In another tale, collected by John Gregorson Campbell, titled Gille nan Cochla Craicionn ("The Lad With the Skin Coverings, or
Ceudach, Son of the King of the Colla Men"), Ceudach plays with fellow friends White Dew, Son of the King of Gold, and White Hand, son of the King of France. One day, kicking the ball they had, they hit the workshop of a female silversmith. The woman curses them to "fall back to back in the same battle". Some time later, the trio try their chance at the hand of the daughter of the King of the Iron city, but they expect that White Dew. Sensins the three friends hold, each one, deep affections for her, she proposes a test: the one she shall marry shall follow her through a door she will enter, out of three. Ceadach finds the right door because he "had a knowledge of the 'black art'". The princess and Ceadach marry and he decides to go to Fíonn, wearing a garment made of animal skins (sheep or goat) by his wife, and with a new identity: The One/Lad/Man with the Skin Coverings. It is later revealed, after a series of adventures, that Ceadach is Fíonn's cousin, son of Fíonn's father's brother. An identical, albeit shorter, variant was also published, with the name Ceudach Mac Rígh nan Collach ("Ceudach, Son of the King of the Colla Men").

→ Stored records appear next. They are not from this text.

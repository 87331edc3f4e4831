//! SQL statement synthesis from a question and a filtered schema.
//!
//! The model is asked for a single SQLite statement at temperature 0. A failed
//! call or an empty answer is recovered locally into the sentinel statement,
//! so the caller always receives something runnable.

use tracing::{debug, warn};

use crate::{error::error_message, llm::LanguageModel, sanitizer::SENTINEL_STATEMENT};

/// System instruction sent with every synthesis request
pub const SYSTEM_PROMPT: &str = "Convert natural language to SQLite queries.";

/// Sampling temperature for synthesis
pub const TEMPERATURE: f32 = 0.0;

/// Build the user prompt for statement synthesis.
///
/// # Example
///
/// ```
/// use nl2sql_assistant::synthesizer::build_prompt;
///
/// let prompt = build_prompt("total stock of rice", "TABLE items: item_name, stock");
/// assert!(prompt.contains("TABLE items: item_name, stock"));
/// assert!(prompt.contains("User question: total stock of rice"));
/// assert!(prompt.contains("NO_SQL"));
/// ```
pub fn build_prompt(question: &str, filtered_schema: &str) -> String {
    format!(
        "You are an expert SQLite query generator. Follow these rules:\n\
         - Use LOWER(column) and LIKE for matching text (e.g., WHERE LOWER(item_name) LIKE '%rin%').\n\
         - Use ISO-style dates if needed (YYYY-MM-DD).\n\
         - For aggregations (monthly/weekly totals), prefer SUM(amount) and proper WHERE date filters.\n\
         - Only output the SQL query (no prose). If you cannot generate a query, output exactly: NO_SQL.\n\n\
         Schema:\n{schema}\n\n\
         User question: {question}\n\n\
         Generate only the SQL query to answer the user question.\n",
        schema = filtered_schema,
        question = question
    )
}

/// Ask the model for a candidate statement.
///
/// Returns the raw model text, or [`SENTINEL_STATEMENT`] when the call fails
/// or yields nothing.
pub async fn synthesize(model: &dyn LanguageModel, question: &str, filtered_schema: &str) -> String {
    let prompt = build_prompt(question, filtered_schema);
    debug!(prompt = %prompt, "synthesis prompt");
    match model.complete(SYSTEM_PROMPT, &prompt, TEMPERATURE).await {
        Ok(completion) if !completion.is_blank() => {
            debug!(candidate = %completion.text, "raw candidate statement");
            completion.text
        }
        Ok(_) => {
            warn!("model returned an empty statement");
            SENTINEL_STATEMENT.to_string()
        }
        Err(e) => {
            warn!(error = %error_message(&e), "statement synthesis failed");
            SENTINEL_STATEMENT.to_string()
        }
    }
}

In another Scottish variant, prince Fionn sends his knights to bring him the mysterious person who was roasting a boar in his lands. The youth is brought to the prince's presence, introduces himself as The Lad of the Skin Covering and says he is looking for a master. Fionn sends the Lad to "The Master of the Field of Glass" to discover why the "Master" hasn't spoken or laughed in seven years, and later on dangerous errands to get rid of him.

===America===
Professor Marie Campbell collected an American variant titled Gilly and his Goatskin Clothes. In this tale, a widow was so poor that she had no money to buy her son clothes, so she let him sleep in ashes to keep warm. Some time later, a man gave Gilly a crippled goat that some hunters killed. With the goatskin he made a garment for himself. When he was in the forest to gather some wood, he met three giants in three different occasions: one gave him a fife that makes everyone dance; the second a salve that makes him impervious to physical harm and the third a giant club. Gilly later left for the royal city in order to make the princess laugh, who hadn't in years.

==Adaptations==
Irish novelist and author Padraic Colum reworked a series of Irish legends in his book The King of Ireland's Son, among them the tale of the Fellow in the Goatskin. In this book, the author interlaced several tale types to weave a complex narrative: Gilly of the Goatskin is actually Flann, the royal son of the King of Ireland and Queen Caintigern. The queen was also named Sheen ('storm') and is the youngest sister of seven princes who were transformed into wild geese. The wise woman revealed Gilly's true origins because of a star-shaped birthmark on his chest - a common motif in fairy tales that indicates the heroes' and heroines' royal heritage.